Task to carry out: Would you please copy each line below that includes the string "Deserialize"?

Stored items:
**********
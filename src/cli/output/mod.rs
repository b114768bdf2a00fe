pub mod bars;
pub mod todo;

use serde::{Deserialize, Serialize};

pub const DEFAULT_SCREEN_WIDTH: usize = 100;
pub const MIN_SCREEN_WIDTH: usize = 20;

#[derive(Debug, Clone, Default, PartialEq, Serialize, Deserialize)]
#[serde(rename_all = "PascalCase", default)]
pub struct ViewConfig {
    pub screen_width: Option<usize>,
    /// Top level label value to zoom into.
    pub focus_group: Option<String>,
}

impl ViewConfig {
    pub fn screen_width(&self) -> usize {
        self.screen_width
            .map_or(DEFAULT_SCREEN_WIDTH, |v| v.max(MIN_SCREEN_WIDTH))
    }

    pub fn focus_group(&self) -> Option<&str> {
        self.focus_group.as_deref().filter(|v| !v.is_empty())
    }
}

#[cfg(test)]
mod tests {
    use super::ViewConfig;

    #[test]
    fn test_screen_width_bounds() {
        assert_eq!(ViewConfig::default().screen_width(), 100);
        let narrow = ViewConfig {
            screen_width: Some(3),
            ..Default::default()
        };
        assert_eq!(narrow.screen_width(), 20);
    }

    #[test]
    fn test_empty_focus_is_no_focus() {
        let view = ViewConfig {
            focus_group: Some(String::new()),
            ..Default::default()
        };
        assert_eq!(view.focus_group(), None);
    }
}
**********
Output:
use serde::{Deserialize, Serialize};
#[derive(Debug, Clone, Default, PartialEq, Serialize, Deserialize)]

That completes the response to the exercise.